This meant some extra planning: "At two in the morning, you aren't going to find an extra 5ft cable, so we bought many extra supplies just in case," says Gorham. "Happily, we can return the unused ones to our vendors."

Now, I am not a night person. Usually, I am in bed by 9.30pm but to get this story, I set my alarm and arrived shortly before 1am on Saturday, May 26.

Despite the shortness of my commute, I am probably the last person to get to REJIS's office. There are already about 50 people crowded into the common break room. And, already, something has gone wrong. The new elevator in the new building wasn't working, and Frank, the elevator technician on duty that night, had been called in to debug it.

The total distance for the move from the old to new buildings is less than 100 feet (30 metres) — but it is up two flights of stairs and down a couple of halls. Hence, the need for the working elevator. When Frank heard where he had to go, he was a bit worried. "I am going to pull up to this building in the middle of the night and every cop in St. Louis is going to be there," he told me as he was sitting on the floor of the service room, trying to debug the elevator circuitry. "Sure enough, here I am at this high-tech cop shop."

The reason he is sitting on the floor is because there is this huge pile of manuals next to him. "The manuals aren't well written, and the documentation on the error message that I am getting is very obscure." Sounds a lot like what most of us have had to do with computer manuals.

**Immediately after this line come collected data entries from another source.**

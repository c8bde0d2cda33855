// growerd: Hardware sync worker
//
// One worker, three cadences sharing a single loop:
//   - fast read: poll every pin from hardware into memory (drift repair)
//   - slow push: batch the whole snapshot into one document write
//   - heartbeat: presence stamp when no push happened within its interval
//
// All the hardware access happens inside the reconciler; this worker only
// sends the cadence events into its inbox. Intervals are re-read from the
// config provider every tick so document updates take effect live.

use std::sync::Arc;
use std::time::{Duration, Instant};

use tokio::sync::watch;
use tracing::{debug, info};

use crate::reconcile::ReconcilerHandle;
use crate::runtime_config::RuntimeConfig;

/// Upper bound on a single sleep; keeps interval changes and the stop
/// signal honoured within a second.
const MAX_TICK: Duration = Duration::from_secs(1);

pub async fn run_hardware_sync(
    recon: ReconcilerHandle,
    config: Arc<RuntimeConfig>,
    mut stop: watch::Receiver<bool>,
) {
    info!(
        read_interval_s = config.local_hardware_read_interval().as_secs(),
        push_interval_s = config.hardware_state_sync_interval().as_secs(),
        "Hardware sync loop running"
    );

    let started = Instant::now();
    let mut last_read = started;
    let mut last_push = started;
    let mut last_heartbeat = started;

    loop {
        let read_interval = config.local_hardware_read_interval();
        let push_interval = config.hardware_state_sync_interval();
        let heartbeat_interval = config.heartbeat_interval();

        let now = Instant::now();
        let next_due = [
            last_read + read_interval,
            last_push + push_interval,
            last_heartbeat + heartbeat_interval,
        ]
        .into_iter()
        .min()
        .expect("three candidates");

        let sleep_for = next_due.saturating_duration_since(now).min(MAX_TICK);
        tokio::select! {
            _ = tokio::time::sleep(sleep_for) => {}
            _ = stop.changed() => {
                if *stop.borrow() {
                    break;
                }
                continue;
            }
        }

        let now = Instant::now();

        if now >= last_read + read_interval {
            last_read = now;
            recon.read_sweep().await;
        }

        if now >= last_push + push_interval {
            last_push = now;
            // The push carries the heartbeat; one write covers both.
            last_heartbeat = now;
            debug!("Snapshot push due");
            recon.push_snapshot().await;
        } else if now >= last_heartbeat + heartbeat_interval {
            last_heartbeat = now;
            recon.heartbeat().await;
        }
    }

    info!("Hardware sync loop stopped");
}
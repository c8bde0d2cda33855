// growerd: In-memory pin registry
//
// The registry records intent and observation per pin; it never writes to
// the pin driver. It is owned exclusively by the reconciler worker
// (single-writer discipline, no locks); readers receive copy-on-write
// snapshots through a watch channel republished after every mutation.

use std::collections::BTreeMap;
use std::sync::Arc;

use chrono::{DateTime, Utc};
use serde::Serialize;
use tokio::sync::watch;

use crate::model::{PinConfig, PinMode};

/// Consecutive driver faults after which a pin is marked unavailable
/// until the next document change touching it.
const FAULT_UNAVAILABLE_THRESHOLD: u8 = 2;

/// One pin as the registry tracks it.
#[derive(Debug, Clone, Serialize)]
pub struct PinEntry {
    pub pin: u8,
    pub name: String,
    pub default_name: String,
    pub name_customized: bool,
    pub mode: PinMode,
    pub active_low: bool,
    pub enabled: bool,
    /// Logical state the pin is supposed to be at.
    pub desired: bool,
    /// Logical state last read back from hardware.
    pub hardware: bool,
    pub pwm_duty: u8,
    /// False once the fault streak crosses the threshold; restored on the
    /// next document change for this pin.
    pub available: bool,
    #[serde(skip)]
    pub fault_streak: u8,
    pub last_read: Option<DateTime<Utc>>,
}

impl PinEntry {
    pub fn from_config(cfg: &PinConfig) -> Self {
        PinEntry {
            pin: cfg.pin,
            name: cfg.name.clone(),
            default_name: cfg.default_name.clone(),
            name_customized: cfg.name_customized,
            mode: cfg.mode,
            active_low: cfg.active_low,
            enabled: cfg.enabled,
            desired: false,
            hardware: false,
            pwm_duty: cfg.pwm_duty,
            available: true,
            fault_streak: 0,
            last_read: None,
        }
    }

    /// Desired and observed state disagree.
    pub fn mismatch(&self) -> bool {
        self.desired != self.hardware
    }

    /// Record a driver fault; returns true if the pin just became
    /// unavailable.
    pub fn record_fault(&mut self) -> bool {
        self.fault_streak = self.fault_streak.saturating_add(1);
        if self.fault_streak >= FAULT_UNAVAILABLE_THRESHOLD && self.available {
            self.available = false;
            return true;
        }
        false
    }

    /// Record a successful driver interaction.
    pub fn record_ok(&mut self) {
        self.fault_streak = 0;
    }

    /// A document change touching this pin restores availability.
    pub fn restore_available(&mut self) {
        self.fault_streak = 0;
        self.available = true;
    }
}

/// Copy-on-read snapshot handed to the HTTP surface and other readers.
pub type RegistrySnapshot = Arc<BTreeMap<u8, PinEntry>>;

/// Index-keyed registry of all known pins.
pub struct PinRegistry {
    pins: BTreeMap<u8, PinEntry>,
    snapshot_tx: watch::Sender<RegistrySnapshot>,
}

impl PinRegistry {
    pub fn new() -> (Self, watch::Receiver<RegistrySnapshot>) {
        let (snapshot_tx, snapshot_rx) = watch::channel(Arc::new(BTreeMap::new()));
        (
            Self {
                pins: BTreeMap::new(),
                snapshot_tx,
            },
            snapshot_rx,
        )
    }

    pub fn upsert(&mut self, entry: PinEntry) {
        self.pins.insert(entry.pin, entry);
    }

    pub fn remove(&mut self, pin: u8) -> Option<PinEntry> {
        self.pins.remove(&pin)
    }

    pub fn get(&self, pin: u8) -> Option<&PinEntry> {
        self.pins.get(&pin)
    }

    pub fn get_mut(&mut self, pin: u8) -> Option<&mut PinEntry> {
        self.pins.get_mut(&pin)
    }

    pub fn contains(&self, pin: u8) -> bool {
        self.pins.contains_key(&pin)
    }

    pub fn pins(&self) -> impl Iterator<Item = &PinEntry> {
        self.pins.values()
    }

    pub fn pin_numbers(&self) -> Vec<u8> {
        self.pins.keys().copied().collect()
    }

    pub fn len(&self) -> usize {
        self.pins.len()
    }

    pub fn is_empty(&self) -> bool {
        self.pins.is_empty()
    }

    pub fn set_desired(&mut self, pin: u8, state: bool) {
        if let Some(entry) = self.pins.get_mut(&pin) {
            entry.desired = state;
        }
    }

    pub fn set_hardware(&mut self, pin: u8, state: bool) {
        if let Some(entry) = self.pins.get_mut(&pin) {
            entry.hardware = state;
            entry.last_read = Some(Utc::now());
        }
    }

    pub fn set_pwm(&mut self, pin: u8, duty: u8) {
        if let Some(entry) = self.pins.get_mut(&pin) {
            entry.pwm_duty = duty.min(100);
        }
    }

    /// Republish the copy-on-read snapshot. Called by the reconciler after
    /// every processed event.
    pub fn publish(&self) {
        let _ = self.snapshot_tx.send(Arc::new(self.pins.clone()));
    }

    pub fn snapshot(&self) -> RegistrySnapshot {
        Arc::new(self.pins.clone())
    }
}
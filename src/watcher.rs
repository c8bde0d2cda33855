// growerd: Document watcher worker
//
// Watches the remote device document, its config/intervals child and the
// commands subcollection, translating remote changes into inbox events.
// The initial snapshot populates state without applying it (boot safety
// has primacy); every subsequent change is diffed and applied. Store
// failures back off exponentially with jitter; after a reconnect the next
// snapshot is treated as non-initial, so diffs apply normally.

use std::collections::HashSet;
use std::sync::Arc;
use std::time::Duration;

use rand::Rng;
use serde_json::Value;
use tokio::sync::watch;
use tracing::{debug, error, info, warn};

use crate::error::{ControlError, ControlResult};
use crate::model::{DeviceCommand, DeviceDocument};
use crate::reconcile::ReconcilerHandle;
use crate::runtime_config::RuntimeConfig;
use crate::schedule::ScheduleEngine;
use crate::store::DocumentStore;

const BACKOFF_INITIAL: Duration = Duration::from_secs(1);
const BACKOFF_MAX: Duration = Duration::from_secs(60);
const BACKOFF_JITTER_MS: u64 = 250;

pub struct DocumentWatcher {
    store: Arc<dyn DocumentStore>,
    recon: ReconcilerHandle,
    schedules: ScheduleEngine,
    config: Arc<RuntimeConfig>,
    poll_interval: Duration,
    last_device: Option<Value>,
    last_intervals: Option<Value>,
    seen_commands: HashSet<String>,
}

impl DocumentWatcher {
    pub fn new(
        store: Arc<dyn DocumentStore>,
        recon: ReconcilerHandle,
        schedules: ScheduleEngine,
        config: Arc<RuntimeConfig>,
        poll_interval: Duration,
    ) -> Self {
        Self {
            store,
            recon,
            schedules,
            config,
            poll_interval,
            last_device: None,
            last_intervals: None,
            seen_commands: HashSet::new(),
        }
    }

    /// Initial read at startup. An unreachable store is a fatal
    /// initialisation error; a missing device document is not (the device
    /// waits for pins to be provisioned from the webapp).
    pub async fn bootstrap(&mut self) -> ControlResult<()> {
        match self.store.fetch_intervals().await {
            Ok(Some(intervals)) => {
                self.config.apply_document(&intervals);
                self.last_intervals = Some(intervals);
            }
            Ok(None) => debug!("No intervals document, using cached/default values"),
            Err(e) => warn!(error = %e, "Intervals unavailable at startup, using cached/default values"),
        }

        let raw = self.store.fetch_device().await.map_err(|e| {
            ControlError::FatalInit(format!("cannot read device document: {e}"))
        })?;

        match &raw {
            Some(value) => {
                let doc = DeviceDocument::parse(value);
                info!(pins = doc.pins.len(), "Initial device document loaded");
                self.schedules.ingest_document(&doc, true);
                self.recon.snapshot(doc, true).await;
            }
            None => {
                warn!("Device document not found - waiting for pins to be added from the webapp");
            }
        }
        self.last_device = raw;
        Ok(())
    }

    pub async fn run(mut self, mut stop: watch::Receiver<bool>) {
        info!(
            poll_ms = self.poll_interval.as_millis() as u64,
            "Document watcher running"
        );

        let mut backoff = BACKOFF_INITIAL;
        let mut delay = self.poll_interval;

        loop {
            tokio::select! {
                _ = tokio::time::sleep(delay) => {}
                _ = stop.changed() => {
                    if *stop.borrow() {
                        break;
                    }
                    continue;
                }
            }

            match self.poll_once().await {
                Ok(()) => {
                    backoff = BACKOFF_INITIAL;
                    delay = self.poll_interval;
                }
                Err(e) => {
                    let jitter =
                        Duration::from_millis(rand::thread_rng().gen_range(0..=BACKOFF_JITTER_MS));
                    warn!(
                        error = %e,
                        retry_in_s = backoff.as_secs(),
                        "Document store unreachable, backing off"
                    );
                    delay = backoff + jitter;
                    backoff = (backoff * 2).min(BACKOFF_MAX);
                }
            }
        }

        info!("Document watcher stopped");
    }

    async fn poll_once(&mut self) -> ControlResult<()> {
        // Device document: change detection against the last seen value.
        let raw = self.store.fetch_device().await?;
        if raw != self.last_device {
            let doc = match &raw {
                Some(value) => DeviceDocument::parse(value),
                // The whole document vanished: every pin hot-removes.
                None => DeviceDocument::default(),
            };
            debug!(pins = doc.pins.len(), "Device document changed");
            self.schedules.ingest_document(&doc, false);
            self.recon.snapshot(doc, false).await;
            self.last_device = raw;
        }

        // Interval tuning.
        let intervals = self.store.fetch_intervals().await?;
        if intervals != self.last_intervals {
            if let Some(value) = &intervals {
                self.config.apply_document(value);
            }
            self.last_intervals = intervals;
        }

        // Explicit commands, delivered exactly once per id.
        let commands = self.store.list_commands().await?;
        let listed: HashSet<String> = commands.iter().map(|(id, _)| id.clone()).collect();
        self.seen_commands.retain(|id| listed.contains(id));

        for (id, body) in commands {
            if !self.seen_commands.insert(id.clone()) {
                continue;
            }
            match DeviceCommand::parse(&body) {
                Ok(command) => {
                    info!(command_id = %id, "Command received");
                    self.recon.command(id, command).await;
                }
                Err(e) => {
                    error!(command_id = %id, error = %e, "Malformed command discarded");
                    if let Err(e) = self.store.delete_command(&id).await {
                        warn!(command_id = %id, error = %e, "Failed to delete malformed command");
                    }
                }
            }
        }

        Ok(())
    }
}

While Frank puzzles over the manuals, Gorham is downstairs in the break room, giving everybody their instructions for the night. We are sitting next to a large stack of our own — a large collection of pizzas, cookies (carefully home-baked and labelled by flavour by some volunteer), sodas and plenty of coffee. It is going to be a long night ahead and the movers need their fuel. "If you are going to ask people to come to work in the middle of the night, you want to make sure that they are going to be fed and keep them happy while they are working," says Gorham.

To get people juiced, Gorham draws a few random names for prizes — this being St. Louis, more than two dozen people have donated pairs of Cardinals baseball tickets, and he has also purchased several restaurant gift certificates. Then we all go to work.

At 2am, Frank gets the elevator going and the moving crew begins to take apart the control consoles that are needed in the new building. The crew starts to roll the IBM e-Server and virtual tape system across the floor and upstairs into the new building. Everything will sit on top of WorkSafe Technologies' ISO-Base seismic isolation platforms that can dampen vibrations in case of earthquakes.

As each machine is taken off the old rack, it goes by Chassidy's station. She is in charge of blowing out and clearing the accumulated dust with a reverse vacuum.

REJIS isn't moving everything out of the basement; some of it's being recycled or tossed. Staffers are dismantling two robotic tape libraries that have outlived their usefulness, along with 10,000-plus tapes. "Our new library has the same storage with just 1500 tapes and is compatible with the state data centre formats, making it better for disaster recovery purposes," says Gorham. And REJIS plans on recycling a huge pile of bus and tag cables, and other old equipment to EPC Recycling.

Within a couple of weeks, the basement will be completely empty of all equipment, cabling, and even the raised floor will be removed, too. "We don't have any current plans for the basement, but are thinking about a few ideas for it," says Gorham.

By 2.30am, "All of our red servers are in place," says Gorham. "We thought it was going to take longer." REJIS tagged each server by colour, with red being the most critical (law enforcement servers, for example) that needed to have the least downtime. REJIS has a lot of non-law enforcement clients, such as doing the general data processing for a local city government — running payroll jobs and processing other HR data — that was triaged as not quite so mission critical.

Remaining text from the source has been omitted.